Collected data entries:
BEGIN

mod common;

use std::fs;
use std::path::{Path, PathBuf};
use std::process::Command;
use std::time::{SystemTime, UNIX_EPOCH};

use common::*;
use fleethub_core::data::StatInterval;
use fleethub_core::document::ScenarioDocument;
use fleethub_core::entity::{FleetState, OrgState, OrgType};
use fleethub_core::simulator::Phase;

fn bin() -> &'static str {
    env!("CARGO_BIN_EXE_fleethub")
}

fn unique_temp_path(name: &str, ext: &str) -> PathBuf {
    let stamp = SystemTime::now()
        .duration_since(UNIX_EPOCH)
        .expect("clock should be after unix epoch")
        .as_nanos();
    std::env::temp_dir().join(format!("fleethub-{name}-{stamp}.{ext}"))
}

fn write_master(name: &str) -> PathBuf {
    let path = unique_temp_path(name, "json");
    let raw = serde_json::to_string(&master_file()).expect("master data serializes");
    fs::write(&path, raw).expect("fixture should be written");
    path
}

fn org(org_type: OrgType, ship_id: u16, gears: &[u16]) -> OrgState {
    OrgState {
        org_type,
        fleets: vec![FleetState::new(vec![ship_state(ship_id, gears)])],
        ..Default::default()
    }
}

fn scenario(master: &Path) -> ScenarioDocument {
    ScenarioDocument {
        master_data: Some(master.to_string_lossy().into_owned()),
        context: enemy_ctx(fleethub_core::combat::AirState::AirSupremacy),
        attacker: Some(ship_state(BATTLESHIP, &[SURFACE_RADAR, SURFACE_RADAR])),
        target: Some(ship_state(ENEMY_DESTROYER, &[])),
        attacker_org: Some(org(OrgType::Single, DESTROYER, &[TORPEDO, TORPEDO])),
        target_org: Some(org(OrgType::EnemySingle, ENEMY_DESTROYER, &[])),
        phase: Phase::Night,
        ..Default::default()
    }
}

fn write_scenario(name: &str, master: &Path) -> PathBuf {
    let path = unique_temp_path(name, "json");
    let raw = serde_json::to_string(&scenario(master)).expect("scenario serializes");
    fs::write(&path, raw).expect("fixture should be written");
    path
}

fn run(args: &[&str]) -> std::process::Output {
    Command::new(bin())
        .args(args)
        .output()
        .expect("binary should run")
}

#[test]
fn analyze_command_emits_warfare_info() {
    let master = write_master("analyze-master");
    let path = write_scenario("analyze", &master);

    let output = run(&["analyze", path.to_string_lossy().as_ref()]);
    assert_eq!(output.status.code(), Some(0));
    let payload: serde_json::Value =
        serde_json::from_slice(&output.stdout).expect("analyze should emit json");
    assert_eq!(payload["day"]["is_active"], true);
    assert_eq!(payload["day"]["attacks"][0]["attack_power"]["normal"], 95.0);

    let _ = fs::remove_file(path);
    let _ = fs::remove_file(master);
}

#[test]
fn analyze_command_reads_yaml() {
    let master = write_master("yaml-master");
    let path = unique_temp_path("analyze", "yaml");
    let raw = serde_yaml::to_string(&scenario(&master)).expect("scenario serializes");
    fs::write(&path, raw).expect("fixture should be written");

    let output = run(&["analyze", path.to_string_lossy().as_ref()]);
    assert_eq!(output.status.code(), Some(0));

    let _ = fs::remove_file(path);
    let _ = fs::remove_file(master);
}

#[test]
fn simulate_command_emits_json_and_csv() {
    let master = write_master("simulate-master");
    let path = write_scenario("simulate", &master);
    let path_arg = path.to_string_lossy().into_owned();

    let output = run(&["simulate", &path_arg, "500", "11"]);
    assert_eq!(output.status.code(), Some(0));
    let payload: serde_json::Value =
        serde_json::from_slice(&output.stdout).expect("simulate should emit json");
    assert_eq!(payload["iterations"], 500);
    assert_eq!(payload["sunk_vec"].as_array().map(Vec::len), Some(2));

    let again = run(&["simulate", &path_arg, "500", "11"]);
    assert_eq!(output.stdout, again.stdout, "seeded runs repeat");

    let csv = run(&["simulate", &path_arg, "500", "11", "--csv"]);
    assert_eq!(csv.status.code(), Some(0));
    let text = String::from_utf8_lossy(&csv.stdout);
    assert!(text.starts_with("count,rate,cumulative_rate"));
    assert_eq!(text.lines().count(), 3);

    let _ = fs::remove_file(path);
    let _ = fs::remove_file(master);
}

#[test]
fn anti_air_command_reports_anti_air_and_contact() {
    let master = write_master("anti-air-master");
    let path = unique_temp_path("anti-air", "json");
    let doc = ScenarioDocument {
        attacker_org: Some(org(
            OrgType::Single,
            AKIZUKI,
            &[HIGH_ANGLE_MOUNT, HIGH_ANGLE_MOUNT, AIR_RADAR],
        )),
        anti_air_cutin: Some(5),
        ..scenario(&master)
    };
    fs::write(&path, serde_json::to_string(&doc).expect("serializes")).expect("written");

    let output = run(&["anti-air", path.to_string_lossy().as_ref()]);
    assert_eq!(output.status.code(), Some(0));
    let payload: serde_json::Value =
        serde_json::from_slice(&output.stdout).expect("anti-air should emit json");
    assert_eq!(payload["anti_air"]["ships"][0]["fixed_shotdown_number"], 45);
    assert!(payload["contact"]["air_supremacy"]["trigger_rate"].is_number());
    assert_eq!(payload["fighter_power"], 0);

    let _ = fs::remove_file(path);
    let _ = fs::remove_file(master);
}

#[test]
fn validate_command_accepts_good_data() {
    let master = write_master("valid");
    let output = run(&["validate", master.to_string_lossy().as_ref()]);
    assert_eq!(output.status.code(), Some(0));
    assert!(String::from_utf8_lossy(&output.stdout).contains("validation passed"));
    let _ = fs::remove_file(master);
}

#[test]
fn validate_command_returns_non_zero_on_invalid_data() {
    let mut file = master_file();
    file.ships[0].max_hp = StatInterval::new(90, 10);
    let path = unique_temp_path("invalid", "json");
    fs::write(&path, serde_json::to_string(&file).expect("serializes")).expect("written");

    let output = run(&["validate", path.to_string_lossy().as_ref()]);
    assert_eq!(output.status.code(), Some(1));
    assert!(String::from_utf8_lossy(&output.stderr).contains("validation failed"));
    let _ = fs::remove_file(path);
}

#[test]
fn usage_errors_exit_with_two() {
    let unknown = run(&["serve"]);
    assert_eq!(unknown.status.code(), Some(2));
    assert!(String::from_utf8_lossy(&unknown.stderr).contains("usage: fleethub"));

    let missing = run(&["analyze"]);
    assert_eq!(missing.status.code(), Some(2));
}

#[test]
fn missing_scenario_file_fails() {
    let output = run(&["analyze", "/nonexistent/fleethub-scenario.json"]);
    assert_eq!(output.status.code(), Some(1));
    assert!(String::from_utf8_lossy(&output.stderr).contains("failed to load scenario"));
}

END
BEGIN

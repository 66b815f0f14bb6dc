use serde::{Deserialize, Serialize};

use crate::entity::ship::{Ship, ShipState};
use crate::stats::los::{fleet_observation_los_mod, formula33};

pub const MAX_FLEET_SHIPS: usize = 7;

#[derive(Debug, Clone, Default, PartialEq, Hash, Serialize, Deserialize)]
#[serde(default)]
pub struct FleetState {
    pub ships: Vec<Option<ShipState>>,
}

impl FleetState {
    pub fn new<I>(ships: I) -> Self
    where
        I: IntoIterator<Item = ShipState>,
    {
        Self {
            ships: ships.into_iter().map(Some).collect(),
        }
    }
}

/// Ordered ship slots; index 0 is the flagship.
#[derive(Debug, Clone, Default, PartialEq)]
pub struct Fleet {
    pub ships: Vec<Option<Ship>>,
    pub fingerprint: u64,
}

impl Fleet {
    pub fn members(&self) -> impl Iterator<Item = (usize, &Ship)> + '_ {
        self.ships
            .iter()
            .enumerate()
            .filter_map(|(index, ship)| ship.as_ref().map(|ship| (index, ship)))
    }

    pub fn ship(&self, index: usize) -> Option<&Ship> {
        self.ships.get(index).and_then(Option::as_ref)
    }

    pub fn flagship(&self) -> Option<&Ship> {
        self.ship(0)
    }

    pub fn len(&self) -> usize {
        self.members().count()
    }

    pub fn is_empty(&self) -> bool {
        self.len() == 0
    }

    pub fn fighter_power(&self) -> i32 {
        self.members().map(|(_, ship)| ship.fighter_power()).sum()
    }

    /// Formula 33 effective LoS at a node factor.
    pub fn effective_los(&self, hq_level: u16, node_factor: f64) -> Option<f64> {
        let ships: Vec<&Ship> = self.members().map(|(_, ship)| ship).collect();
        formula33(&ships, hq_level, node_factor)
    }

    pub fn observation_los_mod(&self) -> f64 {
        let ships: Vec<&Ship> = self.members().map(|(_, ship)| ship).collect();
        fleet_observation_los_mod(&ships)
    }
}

END

» **Task instructions**
Pull every line with the word "flagship" from the data.

» **Expected answer**
/// Ordered ship slots; index 0 is the flagship.
    pub fn flagship(&self) -> Option<&Ship> {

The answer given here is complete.